Niño bebe leche en jarra. / Reuters

La FAO descarta alcanzar el hambre cero en 2030

El organismo dependiente de la ONU admite que el ODS número dos no se cumplirá si no se cambia la producción alimentaria en el planeta

José A. González
JOSÉ A. GONZÁLEZ Madrid

Las dudas sobre el cumplimiento de la Agenda 2030 y los Objetivos de Desarrollo Sostenible marcados por Naciones Unidas (ONU) han estado siempre presentes. Esta semana, la FAO, la Organización de las Naciones Unidas para la Alimentación y la Agricultura, ha tachado de la lista la meta número 2: Hambre cero. «No se logrará si se mantiene la situación actual», alerta el organismo internacional.

La crisis de la Covid-19 y la guerra en Ucrania han modificado los hábitos de consumo y también de producción en el planeta. «Estos eventos están haciendo que aumente la incertidumbre y potenciando el riesgo de que los mercados agroalimentarios mundiales se fragmenten y de que se magnifiquen las amenazas del hambre», advierte la FAO en su investigación ‘El estado de los mercados de productos básicos agrícolas (2022)’.

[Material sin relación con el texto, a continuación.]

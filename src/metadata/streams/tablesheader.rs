//! Tables Stream (`#~`) header
//!
//! Parses the header of the compressed tables stream: schema version, heap size flags, the
//! `Valid` and `Sorted` bit vectors and the row counts, and gives access to every present
//! table through a [`MetadataTable`] view.
//!
//! # Reference
//! - [ECMA-335 II.24.2.6](https://ecma-international.org/wp-content/uploads/ECMA-335_6th_edition_june_2012.pdf)

use strum::IntoEnumIterator;

use crate::{
    file::parser::Parser,
    metadata::tables::{
        MetadataTable, TableId, TableInfo, TableInfoRef, TableLayout, HEAP_EXTRA_DATA,
    },
    Result,
};

/// The header of the `#~` tables stream (ECMA-335 II.24.2.6) and the location of every table
/// inside the stream.
///
/// The header itself does not borrow the stream, [`TablesHeader::table`] builds views over the
/// stream data on demand.
#[derive(Clone, Debug)]
pub struct TablesHeader {
    /// Reserved, usually 0
    pub reserved: u32,
    /// Major version of the table schema
    pub major_version: u8,
    /// Minor version of the table schema
    pub minor_version: u8,
    /// Heap size flags
    pub heap_sizes: u8,
    /// Reserved, usually 1
    pub reserved2: u8,
    /// Bit vector of present tables
    pub valid: u64,
    /// Bit vector of sorted tables
    pub sorted: u64,
    /// The extra value following the row counts when [`HEAP_EXTRA_DATA`] is set
    pub extra_data: Option<u32>,
    /// Row counts and column widths
    pub info: TableInfoRef,
    layouts: Vec<TableLayout>,
    offsets: Vec<usize>,
}

impl TablesHeader {
    /// Parse the tables stream header and locate all tables
    ///
    /// # Errors
    /// Returns an error if the header is truncated or the tables exceed the stream
    pub fn read(data: &[u8]) -> Result<TablesHeader> {
        if data.len() < 24 {
            return Err(out_of_bounds_error!());
        }

        let mut parser = Parser::new(data);
        let reserved = parser.read_le::<u32>()?;
        let major_version = parser.read_le::<u8>()?;
        let minor_version = parser.read_le::<u8>()?;
        let heap_sizes = parser.read_le::<u8>()?;
        let reserved2 = parser.read_le::<u8>()?;
        let valid = parser.read_le::<u64>()?;
        let sorted = parser.read_le::<u64>()?;

        let info = TableInfo::read(&data[parser.pos()..], valid, heap_sizes)?;
        parser.advance_by(valid.count_ones() as usize * 4)?;

        let extra_data = if heap_sizes & HEAP_EXTRA_DATA != 0 {
            Some(parser.read_le::<u32>()?)
        } else {
            None
        };

        let layouts = TableLayout::all(&info);
        let mut offsets = Vec::with_capacity(layouts.len());
        let mut offset = parser.pos();
        for table in TableId::iter() {
            offsets.push(offset);

            let size = info.rows(table) as usize * layouts[table as usize].row_size();
            offset = match offset.checked_add(size) {
                Some(end) if end <= data.len() => end,
                _ => {
                    return Err(malformed_error!(
                        "Table {:?} exceeds the tables stream",
                        table
                    ))
                }
            };
        }

        Ok(TablesHeader {
            reserved,
            major_version,
            minor_version,
            heap_sizes,
            reserved2,
            valid,
            sorted,
            extra_data,
            info: TableInfoRef::new(info),
            layouts,
            offsets,
        })
    }

    /// Number of rows of `table`
    #[must_use]
    pub fn rows(&self, table: TableId) -> u32 {
        self.info.rows(table)
    }

    /// The layout of `table`
    #[must_use]
    pub fn layout(&self, table: TableId) -> &TableLayout {
        &self.layouts[table as usize]
    }

    /// Returns true if `table` is marked as sorted in the header
    #[must_use]
    pub fn is_sorted(&self, table: TableId) -> bool {
        self.sorted & (1 << table as u64) != 0
    }

    /// A view of `table` over the tables stream `data`
    ///
    /// # Errors
    /// Returns an error if `data` is not the stream this header was read from
    pub fn table<'a>(&'a self, data: &'a [u8], table: TableId) -> Result<MetadataTable<'a>> {
        let offset = self.offsets[table as usize];
        if offset > data.len() {
            return Err(out_of_bounds_error!());
        }

        MetadataTable::new(self.layout(table), &data[offset..], self.rows(table))
    }
}

#[cfg(test)]
mod tests {
    use super::*;

    #[test]
    fn crafted() {
        #[rustfmt::skip]
        let data = [
            0x00, 0x00, 0x00, 0x00, // reserved
            0x02, 0x00,             // version 2.0
            0x00, 0x01,             // heap sizes, reserved
            0x05, 0x00, 0x00, 0x00, 0x00, 0x00, 0x00, 0x00, // valid: Module, TypeDef
            0x00, 0x02, 0x00, 0x00, 0x00, 0x00, 0x00, 0x00, // sorted: InterfaceImpl
            0x01, 0x00, 0x00, 0x00, // Module rows
            0x01, 0x00, 0x00, 0x00, // TypeDef rows
            // Module: Generation, Name, Mvid, EncId, EncBaseId
            0x00, 0x00, 0x0A, 0x00, 0x01, 0x00, 0x00, 0x00, 0x00, 0x00,
            // TypeDef: Flags, TypeName, TypeNamespace, Extends, FieldList, MethodList
            0x01, 0x00, 0x00, 0x00, 0x01, 0x00, 0x00, 0x00, 0x00, 0x00, 0x01, 0x00, 0x01, 0x00,
        ];

        let header = TablesHeader::read(&data).unwrap();
        assert_eq!(header.major_version, 2);
        assert_eq!(header.reserved2, 1);
        assert_eq!(header.rows(TableId::Module), 1);
        assert_eq!(header.rows(TableId::TypeDef), 1);
        assert!(header.is_sorted(TableId::InterfaceImpl));
        assert!(!header.is_sorted(TableId::TypeDef));
        assert_eq!(header.extra_data, None);

        let module = header.table(&data, TableId::Module).unwrap();
        assert_eq!(module.read_column(1, 1).unwrap(), 0x0A);

        let typedef = header.table(&data, TableId::TypeDef).unwrap();
        assert_eq!(typedef.read_row(1).unwrap(), vec![1, 1, 0, 0, 1, 1]);

        let fields = header.table(&data, TableId::Field).unwrap();
        assert_eq!(fields.row_count(), 0);

        assert!(TablesHeader::read(&data[..data.len() - 1]).is_err());
    }
}
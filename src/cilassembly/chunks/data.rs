//! Chunks carrying data: metadata, managed resources, the strong name signature placeholder
//! and plain byte arrays.

use std::io::Write;

use crate::{
    cilassembly::chunks::{Chunk, ChunkPlacement},
    utils::{align_to, to_u32},
    Result,
};

/// Alignment of every managed resource entry
pub const RESOURCE_ALIGNMENT: u32 = 8;

/// A chunk holding a fixed byte sequence
pub struct ByteArrayChunk {
    placement: ChunkPlacement,
    data: Vec<u8>,
    alignment: u32,
}

impl ByteArrayChunk {
    /// A chunk of `data` without alignment requirement
    #[must_use]
    pub fn new(data: Vec<u8>) -> Self {
        Self::with_alignment(data, 1)
    }

    /// A chunk of `data` whose position is aligned to `alignment`
    #[must_use]
    pub fn with_alignment(data: Vec<u8>, alignment: u32) -> Self {
        ByteArrayChunk {
            placement: ChunkPlacement::new(),
            data,
            alignment,
        }
    }

    /// The bytes of this chunk
    #[must_use]
    pub fn data(&self) -> &[u8] {
        &self.data
    }
}

impl Chunk for ByteArrayChunk {
    fn placement(&self) -> &ChunkPlacement {
        &self.placement
    }

    fn placement_mut(&mut self) -> &mut ChunkPlacement {
        &mut self.placement
    }

    #[allow(clippy::cast_possible_truncation)]
    fn file_length(&self) -> u32 {
        self.data.len() as u32
    }

    fn alignment(&self) -> u32 {
        self.alignment
    }

    fn emit(&self, out: &mut dyn Write) -> Result<()> {
        out.write_all(&self.data)?;
        Ok(())
    }
}

/// The serialized metadata: the `BSJB` root followed by its streams
pub struct MetadataChunk {
    placement: ChunkPlacement,
    data: Vec<u8>,
}

impl MetadataChunk {
    /// Wrap serialized metadata
    #[must_use]
    pub fn new(data: Vec<u8>) -> Self {
        MetadataChunk {
            placement: ChunkPlacement::new(),
            data,
        }
    }

    /// The serialized metadata
    #[must_use]
    pub fn data(&self) -> &[u8] {
        &self.data
    }
}

impl Chunk for MetadataChunk {
    fn placement(&self) -> &ChunkPlacement {
        &self.placement
    }

    fn placement_mut(&mut self) -> &mut ChunkPlacement {
        &mut self.placement
    }

    #[allow(clippy::cast_possible_truncation)]
    fn file_length(&self) -> u32 {
        self.data.len() as u32
    }

    fn alignment(&self) -> u32 {
        4
    }

    fn emit(&self, out: &mut dyn Write) -> Result<()> {
        out.write_all(&self.data)?;
        Ok(())
    }
}

/// The managed resources.
///
/// Every resource is stored as a 4 byte length followed by its data, and starts at an offset
/// aligned to [`RESOURCE_ALIGNMENT`]. `ManifestResource` rows address resources by that offset.
pub struct NetResources {
    placement: ChunkPlacement,
    data: Vec<u8>,
}

impl NetResources {
    /// An empty resource section
    #[must_use]
    pub fn new() -> Self {
        NetResources {
            placement: ChunkPlacement::new(),
            data: Vec::new(),
        }
    }

    /// A resource section starting with the already encoded resources `data`, so that the
    /// offsets of existing resources are kept
    #[must_use]
    pub fn from_raw(data: &[u8]) -> Self {
        NetResources {
            placement: ChunkPlacement::new(),
            data: data.to_vec(),
        }
    }

    /// Append a resource and return its offset
    ///
    /// # Errors
    /// Returns an error if the section grows beyond 4 GiB
    pub fn add(&mut self, resource: &[u8]) -> Result<u32> {
        let start = align_to(self.data.len(), RESOURCE_ALIGNMENT as usize);
        self.data.resize(start, 0);
        self.data
            .extend_from_slice(&to_u32(resource.len())?.to_le_bytes());
        self.data.extend_from_slice(resource);
        to_u32(start)
    }

    /// Returns true if no resources are present
    #[must_use]
    pub fn is_empty(&self) -> bool {
        self.data.is_empty()
    }
}

impl Default for NetResources {
    fn default() -> Self {
        NetResources::new()
    }
}

impl Chunk for NetResources {
    fn placement(&self) -> &ChunkPlacement {
        &self.placement
    }

    fn placement_mut(&mut self) -> &mut ChunkPlacement {
        &mut self.placement
    }

    #[allow(clippy::cast_possible_truncation)]
    fn file_length(&self) -> u32 {
        self.data.len() as u32
    }

    fn alignment(&self) -> u32 {
        RESOURCE_ALIGNMENT
    }

    fn emit(&self, out: &mut dyn Write) -> Result<()> {
        out.write_all(&self.data)?;
        Ok(())
    }
}

/// Space reserved for a strong name signature, filled with zeros until the image is signed
pub struct StrongNameSignature {
    placement: ChunkPlacement,
    size: u32,
}

impl StrongNameSignature {
    /// Reserve `size` bytes
    #[must_use]
    pub fn new(size: u32) -> Self {
        StrongNameSignature {
            placement: ChunkPlacement::new(),
            size,
        }
    }
}

impl Chunk for StrongNameSignature {
    fn placement(&self) -> &ChunkPlacement {
        &self.placement
    }

    fn placement_mut(&mut self) -> &mut ChunkPlacement {
        &mut self.placement
    }

    fn file_length(&self) -> u32 {
        self.size
    }

    fn alignment(&self) -> u32 {
        4
    }

    fn emit(&self, out: &mut dyn Write) -> Result<()> {
        out.write_all(&vec![0; self.size as usize])?;
        Ok(())
    }
}

#[cfg(test)]
mod tests {
    use super::*;
    use crate::cilassembly::chunks::{FileOffset, Rva};

    fn emit(chunk: &mut dyn Chunk) -> Vec<u8> {
        chunk.set_offset(FileOffset(0), Rva(0));
        let mut out = Vec::new();
        chunk.write_to(&mut out).unwrap();
        assert_eq!(out.len(), chunk.file_length() as usize);
        out
    }

    #[test]
    fn resources_are_length_prefixed() {
        let mut resources = NetResources::new();
        assert!(resources.is_empty());
        assert_eq!(resources.add(&[0xAA, 0xBB, 0xCC]).unwrap(), 0);
        assert_eq!(resources.add(&[0xDD]).unwrap(), 8);
        assert_eq!(resources.file_length(), 13);
        assert_eq!(resources.alignment(), 8);

        assert_eq!(
            emit(&mut resources),
            vec![3, 0, 0, 0, 0xAA, 0xBB, 0xCC, 0, 1, 0, 0, 0, 0xDD]
        );
    }

    #[test]
    fn resources_keep_existing_offsets() {
        let mut resources = NetResources::from_raw(&[2, 0, 0, 0, 1, 2]);
        assert_eq!(resources.add(&[3]).unwrap(), 8);
    }

    #[test]
    fn strong_name_placeholder() {
        let mut signature = StrongNameSignature::new(0x80);
        let data = emit(&mut signature);
        assert_eq!(data.len(), 0x80);
        assert!(data.iter().all(|byte| *byte == 0));
    }

    #[test]
    fn metadata_chunk() {
        let mut metadata = MetadataChunk::new(b"BSJB".to_vec());
        assert_eq!(metadata.alignment(), 4);
        assert_eq!(emit(&mut metadata), b"BSJB".to_vec());
        assert_eq!(metadata.data(), b"BSJB");
    }
}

En colaboración con la OCDE han cuantificado el impacto de la guerra en el este de Europa. «La guerra ha tenido importantes efectos en la producción agrícola», denuncia el informe ‘Perspectivas Agrícolas 2022-2031’. Ucrania y Rusia son dos de los productores y exportadores de cereales más importantes del mundo, con una producción conjunta del 30% del trigo mundial, del 50% del aceite de girasol y del 15% de los fertilizantes.

El conflicto armado ha generado, además, un alza de los precios «que muchos productores no pueden hacer frente», denuncian los autores de la FAO. Esto ha provocado grandes diferencias entre las regiones y países más dependientes y vulnerables. «Se prevé que el alza de los precios siga alto hasta el próximo año», apostillan.

«Para lograr el hambre cero en 2030 es necesario incrementar la productividad agrícola mundial en un 28%»

Un crecimiento que también se ve reflejado en la demanda de alimentos que será del 1,4% anual durante los próximos diez años debido al aumento de la población. Sin embargo, las previsiones de aumento de la producción no crecen al mismo ritmo para saciar el hambre en la próxima década.

Para conseguir cumplir las metas establecidas en el ODS número 2 de la Agenda 2030 y eliminar el hambre en el planeta antes de la próxima década «es necesario incrementar la productividad agrícola mundial en un 28%», revelan la FAO y la OCDE. Esto supone multiplicar por tres la producción de la última década.

Además, las cosechas deberían duplicarse para llegar al 24%, mientras que la producción de carne animal tendría que crecer un 31%, «todo ello siguiendo las medidas de sostenibilidad necesarias para que las emisiones de gas de efecto invernadero no sigan creciendo y cumplir con los Acuerdos de París», añaden en sus conclusiones.

La Agenda 2030, en entredicho

Llegar a cumplir con los compromisos adquiridos en la Agenda 2030 es el deseo de los gobernantes, pero «alcanzarlos en menos de diez años solo a través de la productividad es muy difícil», destaca la FAO en su informe hecho público esta semana.

Para ello, el organismo dependiente de Naciones Unidas apuesta por aprobar políticas directas que mitiguen las emisiones de gases, implementar nuevas tecnologías para transformar y hacer más resilientes los sistemas agroalimentarios.

Además, insisten en aplicar medidas más estrictas contra el desperdicio de alimentos y limitar el exceso de ingesta de calorías y proteínas en los países con mayores ingresos.